4. ESCs裂解液诱导MEFs重编程所得多能干细胞集落的来源鉴定
采用双重PCR性别鉴定方法对体内受精囊胚来源经性别鉴定为雌性ESCs裂解液、孤雌囊胚来源pESCs裂解液和重构孤雌囊胚来源ESCs裂解液诱导雄性MEFs重编程所得到的多能干细胞进行性别鉴定,鉴定所得多能干细胞的来源,判定细胞提取物诱导的重编程体系的可靠性。结果表明:体内受精囊胚来源经性别鉴定为雌性ESCs的裂解液、孤雌囊胚来源pESCs裂解液和重构孤雌囊胚来源的ESCs裂解液均能够诱导雄性MEFs重编程为多能干细胞,所得多能干细胞的基因组DNA中具有250bp的Sry基因序列片段和339bp的ZFX基因序列片段,为雄性细胞。因此,pESCs裂解液重编程所得具有多能性特征的细胞是源自于雄性MEFs,它们所表现出的多能性检测指标的阳性反应并不是由于裂解液制备过程中的ESCs污染所致。
5. ESCs裂解液诱导种间体细胞重编程的可行性研究
本研究以鸡胚成纤维细胞作为重编程的受体细胞,采用小鼠体内受精囊胚来源ESCs裂解液与其进行共孵育,通过形态学观察,研究其对鸡胚成纤维细胞的逆转化效果,对所获得干细胞集落进行多能性检测,旨在探讨小鼠ESCs裂解液作用于异种体细胞后,使其重编程逆转化为多潜能干细胞的可行性。结果表明:与小鼠ESCs裂解液共孵育的鸡胚成纤维细胞均变为圆形细胞,未见梭形的贴壁细胞,形成了42.33±4.5个细胞集落。细胞集落经AKP染色和Oct-4和SSEA-1免疫细胞化学染色,均呈阳性反应。表明小鼠ESCs裂解液重编程鸡胚成纤维细胞后,所获得的细胞集落表现出一定的多能干细胞特性,经核型分析表明这些细胞来源于鸡胚成纤维细胞。单独的重编程操作过程和与鸡胚成纤维细胞裂解液共孵育,均无法将鸡胚成纤维细胞重编程为具有ESCs多能性特征的干细胞,说明参与重编程鸡胚成纤维细胞的物质来源于小鼠ESCs的裂解液。结果表明,ESCs裂解液诱导体细胞重编程逆转化为多能干细胞的作用也能够在小鼠和鸡的种间发生。

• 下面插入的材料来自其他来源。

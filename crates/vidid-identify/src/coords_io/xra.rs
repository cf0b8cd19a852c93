//! Minimal, self-contained XRA-shaped XML coords+ids format.
//!
//! Covers exactly the shape this pipeline needs: one tier whose annotations
//! are points in time (one per frame), each annotation carrying as many
//! labels as detections in that frame, each label a fuzzy-rectangle tag
//! `(x, y, w, h)` with a score, keyed by identity string. This is not a
//! general SPPAS-XRA reader/writer — only enough to round-trip what this
//! pipeline itself writes.

use std::fs::File;
use std::io::{BufWriter, Write};
use std::path::Path;

use quick_xml::events::{BytesEnd, BytesStart, Event};
use quick_xml::reader::Reader;
use quick_xml::writer::Writer as XmlWriter;

use vidid_core::Coord;

use crate::coords_io::csv::FrameRecord;
use crate::error::{IdentifyError, Result};

/// Append-only XRA writer. Buffers annotations in memory and serializes the
/// whole document on `close()`, since XRA is a single well-formed XML tree
/// rather than an append-friendly line format.
pub struct XraWriter {
    path: std::path::PathBuf,
    fps: f64,
    frames: Vec<FrameRecord>,
}

impl XraWriter {
    pub fn create(path: impl AsRef<Path>, fps: f64) -> Result<Self> {
        Ok(XraWriter {
            path: path.as_ref().to_path_buf(),
            fps,
            frames: Vec::new(),
        })
    }

    pub fn write_frame(
        &mut self,
        frame_index: usize,
        buffer: usize,
        coords: &[Coord],
        ids: &[String],
    ) -> Result<()> {
        self.frames.push(FrameRecord {
            frame_index,
            buffer,
            coords: coords.to_vec(),
            ids: ids.to_vec(),
        });
        Ok(())
    }

    pub fn close(self) -> Result<()> {
        let file = File::create(&self.path)?;
        let mut writer = XmlWriter::new_with_indent(BufWriter::new(file), b' ', 2);

        writer.write_event(Event::Start(BytesStart::new("Annotation")))?;

        writer.write_event(Event::Start(BytesStart::new("Tier")))?;

        let mut media = BytesStart::new("Media");
        media.push_attribute(("fps", self.fps.to_string().as_str()));
        writer.write_event(Event::Empty(media))?;

        for frame in &self.frames {
            let time = frame.frame_index as f64 / self.fps;
            let mut annotation = BytesStart::new("Annotation");
            annotation.push_attribute(("frame", frame.frame_index.to_string().as_str()));
            annotation.push_attribute(("time", format!("{time:.3}").as_str()));
            writer.write_event(Event::Start(annotation))?;

            for (coord, id) in frame.coords.iter().zip(frame.ids.iter()) {
                let mut label = BytesStart::new("Label");
                label.push_attribute(("key", id.as_str()));
                label.push_attribute(("x", coord.x().to_string().as_str()));
                label.push_attribute(("y", coord.y().to_string().as_str()));
                label.push_attribute(("w", coord.w().to_string().as_str()));
                label.push_attribute(("h", coord.h().to_string().as_str()));
                label.push_attribute(("score", format!("{:.3}", coord.confidence()).as_str()));
                writer.write_event(Event::Empty(label))?;
            }

            writer.write_event(Event::End(BytesEnd::new("Annotation")))?;
        }

        writer.write_event(Event::End(BytesEnd::new("Tier")))?;
        writer.write_event(Event::End(BytesEnd::new("Annotation")))?;
        writer.into_inner().flush()?;
        Ok(())
    }
}

/// Reads an XRA file produced by [`XraWriter`] back into per-frame records.
pub fn read_xra(path: impl AsRef<Path>) -> Result<Vec<FrameRecord>> {
    let mut reader = Reader::from_file(path)?;
    reader.config_mut().trim_text(true);

    let mut frames = Vec::new();
    let mut current: Option<FrameRecord> = None;
    let mut buf = Vec::new();
    let mut depth = 0u32;

    loop {
        match reader.read_event_into(&mut buf)? {
            Event::Start(e) if e.name().as_ref() == b"Annotation" => {
                depth += 1;
                if depth == 2 {
                    let mut frame_index = 0usize;
                    for attr in e.attributes().filter_map(Result::ok) {
                        if attr.key.as_ref() == b"frame" {
                            frame_index = std::str::from_utf8(&attr.value)
                                .unwrap_or("0")
                                .parse()
                                .unwrap_or(0);
                        }
                    }
                    current = Some(FrameRecord {
                        frame_index,
                        buffer: 0,
                        coords: Vec::new(),
                        ids: Vec::new(),
                    });
                }
            }
            Event::Empty(e) if e.name().as_ref() == b"Label" => {
                let record = current.as_mut().ok_or_else(|| {
                    IdentifyError::Config("XRA Label outside of an Annotation".into())
                })?;
                let mut key = String::new();
                let (mut x, mut y, mut w, mut h) = (0i64, 0i64, 0i64, 0i64);
                let mut score = 0.0f32;
                for attr in e.attributes().filter_map(Result::ok) {
                    let value = std::str::from_utf8(&attr.value).unwrap_or("").to_string();
                    match attr.key.as_ref() {
                        b"key" => key = value,
                        b"x" => x = value.parse().unwrap_or(0),
                        b"y" => y = value.parse().unwrap_or(0),
                        b"w" => w = value.parse().unwrap_or(0),
                        b"h" => h = value.parse().unwrap_or(0),
                        b"score" => score = value.parse().unwrap_or(0.0),
                        _ => {}
                    }
                }
                record.coords.push(Coord::with_score(x, y, w, h, score)?);
                record.ids.push(key);
            }
            Event::End(e) if e.name().as_ref() == b"Annotation" => {
                if depth == 2 {
                    if let Some(record) = current.take() {
                        frames.push(record);
                    }
                }
                depth = depth.saturating_sub(1);
            }
            Event::Eof => break,
            _ => {}
        }
        buf.clear();
    }

    Ok(frames)
}

#[cfg(test)]
mod tests {
    use super::*;

    #[test]
    fn round_trips_zero_one_two_detection_frames() {
        let tmp = tempfile::NamedTempFile::new().unwrap();
        let writer_path = tmp.path().to_path_buf();
        let mut writer = XraWriter::create(&writer_path, 25.0).unwrap();

        writer.write_frame(0, 0, &[], &[]).unwrap();
        let c1 = Coord::with_score(10, 20, 30, 40, 0.9).unwrap();
        writer.write_frame(1, 0, &[c1], &["1".to_string()]).unwrap();
        let c2a = Coord::with_score(1, 2, 3, 4, 0.5).unwrap();
        let c2b = Coord::with_score(5, 6, 7, 8, 0.6).unwrap();
        writer
            .write_frame(2, 0, &[c2a, c2b], &["1".to_string(), "2".to_string()])
            .unwrap();
        writer.close().unwrap();

        let frames = read_xra(&writer_path).unwrap();
        assert_eq!(frames.len(), 3);
        assert_eq!(frames[0].coords.len(), 0);
        assert_eq!(frames[1].coords.len(), 1);
        assert_eq!(frames[2].coords.len(), 2);
        assert_eq!(frames[1].coords[0], c1);
        assert_eq!(frames[2].coords[0], c2a);
        assert_eq!(frames[2].coords[1], c2b);
    }
}
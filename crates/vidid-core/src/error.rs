//! Error types shared across every crate in the pipeline.

use thiserror::Error;

/// Error type for `vidid-core` operations: coordinates, frame buffers,
/// geometry helpers.
#[derive(Error, Debug)]
pub enum CoreError {
    #[error("invalid argument: {0}")]
    InvalidArgument(String),

    #[error("value out of range: {0}")]
    OutOfRange(String),

    #[error("length mismatch: {0}")]
    LengthMismatch(String),

    #[error("I/O error: {0}")]
    IoError(#[from] std::io::Error),

    #[error("not found: {0}")]
    NotFound(String),
}

/// Result type alias for `vidid-core` operations.
pub type Result<T> = std::result::Result<T, CoreError>;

总结论:通过共孵育(或者共培养)途径应用ESCs的无细胞裂解液作为诱导剂,能够在较短的时间内(处理后1天内呈现细胞形态学显著变化成为圆形细胞;4天内形成边界清晰的细胞集落;共孵育后第3天细胞集落表现AKP活性,第7天细胞表达Oct-4、Sox-2和Nanog基因)逆转化经过SLO、TSA和5-Aza-dC预处理的MEFs成为多能干细胞;应用这个逆转化体细胞成为多能干细胞的细胞培养体系,使用同样的预处理体细胞的方法,也能够诱导异种鸡胚成纤维细胞成为多能干细胞。
The process of de-differentiating somatic cells to a pluripotent state whereby they adopt characteristics of embryonic stem cells is referred to as'cellular reprogramming' The advantages of cell extracts-mediated reprogramming of somatic cells are:(1) Chromosome reprogramming of imported pluripotent cells does not exist,(2) Manipulating cellular composition of the extract to identify cytokines which are relevant to reprogramming,(3) Since the extract is derived from cells, its role is biological, rather than chemical, so security is higher. More and more researchers pay attention to this method, which is very worthwhile to study and develop in depth, and there are bright prospects of application.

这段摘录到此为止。